From my extensive study of leaf characters, I have seen many examples of continuous variation that would be best explained by gradual evolution, while I have also seen many examples of different character combinations involving habit, phyllotaxy, seed shape, and leaf anatomical features that indicate frequent hybridization (Spjut submitted).  In flowering plants, the evolution of vicarious species is often attributed to cyclic climatic changes as glaciers advanced and retreated during the past 2.5 million years (e.g., Prance 1982); in Taxus such changes may have done more to promote hybridization between formerly distinct species. Evidence for such hybrids has been reported in other conifers, e.g., Picea rubens Sarg. and P. mariana (Mill.) Britton, Sterns & Poggenb. (Bobola et al. 1996), Picea glauca (Moench) Voss, and P. engelmannii Parry ex Engelm. (Wilkinson et al. 1971), and species of Pinus (Axelrod 1986).

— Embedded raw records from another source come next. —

pub mod feedback;
pub mod loaders;
pub mod settings;
pub mod submission;

pub use feedback::{Analysis, Feedback};
pub use loaders::{load_all_submission_requests, load_submission_request, mark_processed};
pub use settings::{GradingConstraints, SettingsRecord};
pub use submission::{estimate_processing_time, Submission, SubmissionStatus, SubmitRequest};
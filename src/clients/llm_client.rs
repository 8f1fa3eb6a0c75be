//! LLM 评分客户端
//!
//! 使用 `async-openai` 调用兼容 OpenAI API 的服务（Groq、Azure、Doubao 等）
use async_openai::{
    config::OpenAIConfig,
    types::chat::{
        ChatCompletionRequestMessage, ChatCompletionRequestSystemMessageArgs,
        ChatCompletionRequestUserMessageArgs, CreateChatCompletionRequestArgs,
    },
    Client,
};
use async_trait::async_trait;
use tracing::{debug, warn};

use crate::clients::{GradingPrompt, GradingProvider};
use crate::config::Config;
use crate::error::ProviderError;

/// 评分请求使用较低的温度，减少同一内容多次评分的波动
const GRADING_TEMPERATURE: f32 = 0.2;

/// LLM 客户端
pub struct LlmClient {
    client: Client<OpenAIConfig>,
    model_name: String,
}

impl LlmClient {
    /// 创建新的 LLM 客户端
    pub fn new(config: &Config) -> Self {
        Self::with_model(config, config.llm_model_name.clone())
    }

    /// 创建自定义模型的 LLM 客户端
    pub fn with_model(config: &Config, model_name: impl Into<String>) -> Self {
        let openai_config = OpenAIConfig::new()
            .with_api_key(&config.llm_api_key)
            .with_api_base(&config.llm_api_base_url);

        Self {
            client: Client::with_config(openai_config),
            model_name: model_name.into(),
        }
    }
}

fn request_failed(e: impl std::fmt::Display) -> ProviderError {
    ProviderError::RequestFailed(e.to_string())
}

#[async_trait]
impl GradingProvider for LlmClient {
    async fn complete(&self, prompt: &GradingPrompt) -> Result<String, ProviderError> {
        debug!("调用 LLM API，模型: {}", self.model_name);
        debug!("用户消息长度: {} 字符", prompt.user.len());

        let system_msg = ChatCompletionRequestSystemMessageArgs::default()
            .content(prompt.system.as_str())
            .build()
            .map_err(request_failed)?;
        let user_msg = ChatCompletionRequestUserMessageArgs::default()
            .content(prompt.user.as_str())
            .build()
            .map_err(request_failed)?;

        let request = CreateChatCompletionRequestArgs::default()
            .model(&self.model_name)
            .messages(vec![
                ChatCompletionRequestMessage::System(system_msg),
                ChatCompletionRequestMessage::User(user_msg),
            ])
            .temperature(GRADING_TEMPERATURE)
            .max_tokens(1024u32)
            .build()
            .map_err(request_failed)?;

        let response = self.client.chat().create(request).await.map_err(|e| {
            warn!("LLM API 调用失败: {}", e);
            request_failed(e)
        })?;

        debug!("LLM API 调用成功");

        let content = response
            .choices
            .first()
            .and_then(|choice| choice.message.content.clone())
            .ok_or(ProviderError::EmptyResponse)?;

        if content.trim().is_empty() {
            return Err(ProviderError::EmptyResponse);
        }

        Ok(content.trim().to_string())
    }

    fn name(&self) -> &str {
        &self.model_name
    }
}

Recently, Manchester (1994) described T. masonii from seed in Middle Eocene deposits of Oregon. It was distinguished from seed of extant species by the lenticular shape, which might be compared to that of T. chinensis and English yew. Another extinct species, T. engelhardtii Kvaček (1986), from a late Oligocene deposit in Bohemia (Czech Republic), is similar to extant T. mairei in phyllotaxy and to T. chinensis in leaf anatomy; however, rare extant specimens of Taxus from China also show these combined features. The taxonomic differences in species of Taxus described below are believed to have evolved before the Miocene (5+ mya) based upon comparative morphological data for extant plants on North America, Europe, and Asia (Spjut 1993, 1998a, 2000a, b, c), and the occurrence of T. canadensis in North America, Europe, and W Asia (Spjut 2000a, b, c).

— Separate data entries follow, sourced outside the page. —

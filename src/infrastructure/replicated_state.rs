//! 复制状态 - 基础设施层
//!
//! 进程内的复制键值空间（提交、反馈、设置），支持跨多个键的原子事务。
//!
//! ## 事务模型
//!
//! - `begin()` 只记录开始时的代数（generation），不持有任何锁
//! - 写操作先暂存在事务里，`commit()` 时在一把写锁下一次性应用到主副本和所有从副本
//! - 事务被丢弃（包括中途出错提前返回）时，暂存的写操作全部作废
//! - 整体重建（`swap_keyspace`）会让代数加一，之前开启的事务无法再提交
//!
//! 评分服务调用耗时很长，调用期间不能持有事务或锁。

use std::collections::HashMap;
use std::sync::atomic::{AtomicBool, Ordering};

use tokio::sync::RwLock;
use tracing::{debug, info};
use uuid::Uuid;

use crate::error::ReplicaError;
use crate::models::{Feedback, SettingsRecord, Submission};

/// 单个副本持有的键空间
#[derive(Debug, Clone, Default)]
pub struct Keyspace {
    generation: u64,
    submissions: HashMap<Uuid, Submission>,
    feedback: HashMap<Uuid, Feedback>,
    settings: SettingsRecord,
}

impl Keyspace {
    pub fn generation(&self) -> u64 {
        self.generation
    }

    pub fn submission(&self, id: &Uuid) -> Option<&Submission> {
        self.submissions.get(id)
    }

    pub fn submissions(&self) -> impl Iterator<Item = &Submission> {
        self.submissions.values()
    }

    pub fn feedback(&self, id: &Uuid) -> Option<&Feedback> {
        self.feedback.get(id)
    }

    pub fn all_feedback(&self) -> impl Iterator<Item = &Feedback> {
        self.feedback.values()
    }

    pub fn settings(&self) -> &SettingsRecord {
        &self.settings
    }

    fn apply(&mut self, op: &WriteOp) {
        match op {
            WriteOp::PutSubmission(s) => {
                self.submissions.insert(s.id, s.clone());
            }
            WriteOp::RemoveSubmission(id) => {
                self.submissions.remove(id);
            }
            WriteOp::PutFeedback(f) => {
                self.feedback.insert(f.submission_id, f.clone());
            }
            WriteOp::RemoveFeedback(id) => {
                self.feedback.remove(id);
            }
            WriteOp::PutSettings(settings) => {
                self.settings = settings.clone();
            }
        }
    }
}

/// 暂存的写操作
#[derive(Debug, Clone)]
enum WriteOp {
    PutSubmission(Submission),
    RemoveSubmission(Uuid),
    PutFeedback(Feedback),
    RemoveFeedback(Uuid),
    PutSettings(SettingsRecord),
}

/// 复制状态
///
/// 一个主副本加若干从副本。只有主副本接受写入；读操作读主副本。
pub struct ReplicatedState {
    primary_role: AtomicBool,
    primary: RwLock<Keyspace>,
    secondaries: Vec<RwLock<Keyspace>>,
}

impl ReplicatedState {
    /// 创建只有主副本的复制状态
    pub fn new() -> Self {
        Self::with_replicas(0)
    }

    /// 创建带 `secondaries` 个从副本的复制状态
    pub fn with_replicas(secondaries: usize) -> Self {
        Self {
            primary_role: AtomicBool::new(true),
            primary: RwLock::new(Keyspace::default()),
            secondaries: (0..secondaries).map(|_| RwLock::new(Keyspace::default())).collect(),
        }
    }

    pub fn is_primary(&self) -> bool {
        self.primary_role.load(Ordering::SeqCst)
    }

    /// 降级为从副本，之后的写事务都会失败
    pub fn demote(&self) {
        info!("复制状态降级为从副本");
        self.primary_role.store(false, Ordering::SeqCst);
    }

    /// 提升为主副本
    pub fn promote(&self) {
        info!("复制状态提升为主副本");
        self.primary_role.store(true, Ordering::SeqCst);
    }

    pub fn replica_count(&self) -> usize {
        self.secondaries.len()
    }

    /// 开启写事务
    pub async fn begin(&self) -> Result<Transaction<'_>, ReplicaError> {
        self.ensure_primary()?;
        let base_generation = self.primary.read().await.generation;
        Ok(Transaction {
            state: self,
            base_generation,
            ops: Vec::new(),
            committed: false,
        })
    }

    pub async fn generation(&self) -> u64 {
        self.primary.read().await.generation
    }

    pub async fn get_submission(&self, id: Uuid) -> Option<Submission> {
        self.primary.read().await.submissions.get(&id).cloned()
    }

    pub async fn list_submissions(&self) -> Vec<Submission> {
        self.primary.read().await.submissions.values().cloned().collect()
    }

    pub async fn get_feedback(&self, submission_id: Uuid) -> Option<Feedback> {
        self.primary.read().await.feedback.get(&submission_id).cloned()
    }

    pub async fn list_feedback(&self) -> Vec<Feedback> {
        self.primary.read().await.feedback.values().cloned().collect()
    }

    pub async fn settings(&self) -> SettingsRecord {
        self.primary.read().await.settings.clone()
    }

    /// 读取某个从副本的完整快照
    pub async fn secondary_snapshot(&self, index: usize) -> Option<Keyspace> {
        match self.secondaries.get(index) {
            Some(replica) => Some(replica.read().await.clone()),
            None => None,
        }
    }

    /// 用新构建好的数据整体替换提交和反馈（设置保留）
    ///
    /// 新数据在调用前已经完整构建，这里只做一次原子替换，外部看不到中间的空状态。
    /// 返回新的代数。
    pub async fn swap_keyspace(
        &self,
        submissions: Vec<Submission>,
        feedback: Vec<Feedback>,
    ) -> Result<u64, ReplicaError> {
        self.ensure_primary()?;

        let mut primary = self.primary.write().await;
        let next = Keyspace {
            generation: primary.generation + 1,
            submissions: submissions.into_iter().map(|s| (s.id, s)).collect(),
            feedback: feedback.into_iter().map(|f| (f.submission_id, f)).collect(),
            settings: primary.settings.clone(),
        };

        for replica in &self.secondaries {
            *replica.write().await = next.clone();
        }
        *primary = next;

        debug!("复制状态已整体替换，当前代数: {}", primary.generation);
        Ok(primary.generation)
    }

    fn ensure_primary(&self) -> Result<(), ReplicaError> {
        if self.is_primary() {
            Ok(())
        } else {
            Err(ReplicaError::NotPrimary)
        }
    }
}

impl Default for ReplicatedState {
    fn default() -> Self {
        Self::new()
    }
}

/// 写事务
///
/// 所有写操作在 `commit()` 时一起生效，要么全部成功要么全部丢弃
pub struct Transaction<'a> {
    state: &'a ReplicatedState,
    base_generation: u64,
    ops: Vec<WriteOp>,
    committed: bool,
}

impl<'a> Transaction<'a> {
    pub fn put_submission(&mut self, submission: Submission) {
        self.ops.push(WriteOp::PutSubmission(submission));
    }

    pub fn remove_submission(&mut self, id: Uuid) {
        self.ops.push(WriteOp::RemoveSubmission(id));
    }

    pub fn put_feedback(&mut self, feedback: Feedback) {
        self.ops.push(WriteOp::PutFeedback(feedback));
    }

    pub fn remove_feedback(&mut self, submission_id: Uuid) {
        self.ops.push(WriteOp::RemoveFeedback(submission_id));
    }

    pub fn put_settings(&mut self, settings: SettingsRecord) {
        self.ops.push(WriteOp::PutSettings(settings));
    }

    /// 读取提交，能看到本事务中尚未提交的写入
    pub async fn get_submission(&self, id: Uuid) -> Option<Submission> {
        for op in self.ops.iter().rev() {
            match op {
                WriteOp::PutSubmission(s) if s.id == id => return Some(s.clone()),
                WriteOp::RemoveSubmission(removed) if *removed == id => return None,
                _ => {}
            }
        }
        self.state.get_submission(id).await
    }

    /// 读取反馈，能看到本事务中尚未提交的写入
    pub async fn get_feedback(&self, submission_id: Uuid) -> Option<Feedback> {
        for op in self.ops.iter().rev() {
            match op {
                WriteOp::PutFeedback(f) if f.submission_id == submission_id => return Some(f.clone()),
                WriteOp::RemoveFeedback(removed) if *removed == submission_id => return None,
                _ => {}
            }
        }
        self.state.get_feedback(submission_id).await
    }

    /// 枚举提交（包含本事务的暂存写入）
    pub async fn submissions(&self) -> Vec<Submission> {
        let mut view = self.state.primary.read().await.clone();
        for op in &self.ops {
            view.apply(op);
        }
        view.submissions.into_values().collect()
    }

    /// 提交事务
    ///
    /// 在主副本写锁下依次应用到主副本和每个从副本
    pub async fn commit(mut self) -> Result<(), ReplicaError> {
        self.state.ensure_primary()?;

        let mut primary = self.state.primary.write().await;
        if primary.generation != self.base_generation {
            return Err(ReplicaError::StaleGeneration {
                expected: self.base_generation,
                found: primary.generation,
            });
        }

        for op in &self.ops {
            primary.apply(op);
        }
        for replica in &self.state.secondaries {
            let mut replica = replica.write().await;
            for op in &self.ops {
                replica.apply(op);
            }
        }

        self.committed = true;
        Ok(())
    }
}

impl Drop for Transaction<'_> {
    fn drop(&mut self) {
        if !self.committed && !self.ops.is_empty() {
            debug!("事务未提交，丢弃 {} 个写操作", self.ops.len());
        }
    }
}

The results are species descriptions as defined by a key based on data from dried specimens; the distinction in color may not be the same for live material (Spjut 2000c, submitted).  The key presented here pertains only to the three species in this paper. All key features should be considered equally except where weighted (bold type).  Other related species are excluded from the key, but their relationships are discussed. Phyllotaxy is spiral but leaves often twist along their petioles and blades to spread ± in two ranks.  Distribution data are from herbarium specimens and the locations are correlated with references to vegetation types that cited Taxus. The vegetation types mentioned are not standardized. Nomenclature and references for the three species and their varieties are discussed according to priority of publication: (1) T. wallichiana, (2) T. contorta, and (3) T. chinensis.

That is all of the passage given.